The same was also true of the hustings a few days before, where the candidates also had to endure the sight of sometimes critical commentary on their performance being tweeted on a live screen by outside viewers as well as members of the audiences.

Meanwhile, here is one view of Sunday’s events which was blogged by Bnei Akiva deputy Noah Nathan:

“It was probably the most exciting election that the Board has ever seen with live streaming and twitter playing an important role in creating the atmosphere. Unlike the previous plenary sessions that I’ve attended, the number of twitter users tweeting with the #bod hashtag that I did not know of, was astounding. It just shows the growing interest that the young Jewish community is having with the Board or perhaps the growing number of older Deputies using twitter.

"The event however, was marred by controversy when one candidate was interrupted by a Deputy multiple times regarding a long-standing argument between them. The other controversy happened when one deputy took issue with one of the candidates’ Reform background. The most chutzpadik thing was that this deputy wasn’t even wearing a kippah at the time.

“This gets me onto another point – there are a ridiculous number of deputies representing Orthodox synagogue that don’t wear kippot. Why do so many shuls choose someone who won’t even cover their head in a public Jewish setting? The fact that some of the deputies chosen by the United Synagogue trustees don’t wear kippot is totally wrong and shows a bad dugma ishit (personal example) too as well. Even the President, who represents Hampstead Garden Suburb Synagogue won’t even wear a kippa in front of the queen!

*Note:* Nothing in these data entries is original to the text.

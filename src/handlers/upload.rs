use axum::{
    Json,
    extract::{Multipart, State, multipart::MultipartRejection},
};
use serde::Serialize;
use tracing::{debug, info};

use crate::db::upsert::ClearedCounts;
use crate::service::authenticator::AuthScope;
use crate::service::sheet::read_workbook;
use crate::service::uploader::UploadReport;
use crate::types::marketplace::{DataType, Marketplace};
use crate::{MarketError, router::MarketState};

#[derive(Debug, Serialize)]
pub struct UploadResponse {
    pub message: String,
    pub details: UploadReport,
}

#[derive(Debug, Serialize)]
pub struct ClearResponse {
    pub message: String,
    pub deleted: ClearedCounts,
}

/// The two fields an upload form carries.
struct UploadForm {
    file: Vec<u8>,
    data_type: DataType,
}

async fn read_form(mut multipart: Multipart) -> Result<UploadForm, MarketError> {
    let mut file = None;
    let mut data_type = None;

    while let Some(field) = multipart.next_field().await? {
        let name = field.name().unwrap_or("").to_string();
        match name.as_str() {
            "file" => {
                debug!(filename = ?field.file_name(), "reading upload file field");
                file = Some(field.bytes().await?);
            }
            "data_type" => data_type = Some(field.text().await?),
            _ => {}
        }
    }

    let file = file
        .filter(|bytes| !bytes.is_empty())
        .ok_or(MarketError::MissingFile)?;
    let raw = data_type.unwrap_or_default();
    let data_type = raw
        .trim()
        .parse::<DataType>()
        .map_err(|_| MarketError::InvalidDataType(raw.trim().to_string()))?;

    Ok(UploadForm {
        file: file.to_vec(),
        data_type,
    })
}

async fn upload_for(
    state: MarketState,
    scope: AuthScope,
    marketplace: Marketplace,
    multipart: Result<Multipart, MultipartRejection>,
) -> Result<Json<UploadResponse>, MarketError> {
    scope.require(marketplace)?;
    let multipart =
        multipart.map_err(|rejection| MarketError::InvalidParameter(rejection.body_text()))?;
    let UploadForm { file, data_type } = read_form(multipart).await?;
    let size = file.len();
    let rows = tokio::task::spawn_blocking(move || read_workbook(file)).await??;
    info!(
        user_id = scope.user_id,
        %marketplace,
        data_type = data_type.as_str(),
        bytes = size,
        rows = rows.len(),
        "spreadsheet received"
    );

    let report = state
        .uploader
        .upload(scope.user_id, marketplace, data_type, &rows)
        .await?;

    Ok(Json(UploadResponse {
        message: format!("Successfully uploaded {}", data_type.as_str()),
        details: report,
    }))
}

/// POST /api/upload/amazon
pub async fn upload_amazon(
    State(state): State<MarketState>,
    scope: AuthScope,
    multipart: Result<Multipart, MultipartRejection>,
) -> Result<Json<UploadResponse>, MarketError> {
    upload_for(state, scope, Marketplace::AmazonAe, multipart).await
}

/// POST /api/upload/noon
pub async fn upload_noon(
    State(state): State<MarketState>,
    scope: AuthScope,
    multipart: Result<Multipart, MultipartRejection>,
) -> Result<Json<UploadResponse>, MarketError> {
    upload_for(state, scope, Marketplace::NoonAe, multipart).await
}

/// POST /api/upload/clear-db -> wipes the caller's data on the token's marketplace.
pub async fn clear_db(
    State(state): State<MarketState>,
    scope: AuthScope,
) -> Result<Json<ClearResponse>, MarketError> {
    let deleted = state
        .storage
        .clear_marketplace(scope.user_id, scope.marketplace)
        .await?;
    info!(
        user_id = scope.user_id,
        marketplace = %scope.marketplace,
        products = deleted.products,
        orders = deleted.orders,
        order_items = deleted.order_items,
        inventory = deleted.inventory,
        "marketplace data cleared"
    );

    Ok(Json(ClearResponse {
        message: format!("Cleared {} data", scope.marketplace),
        deleted,
    }))
}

"On a final note, after today’s plenary session, I’ve thought about a couple things. Firstly, I’ll need to wear a movement shirt to future sessions; Bnei Akiva’s other Deputy – mazkir Alex Cohen – wore his and it definitely allowed him to stand out and network better. Secondly, there was a lot of talk about ‘change’ at the Board which most candidates stressed was about introducing younger and more female deputies.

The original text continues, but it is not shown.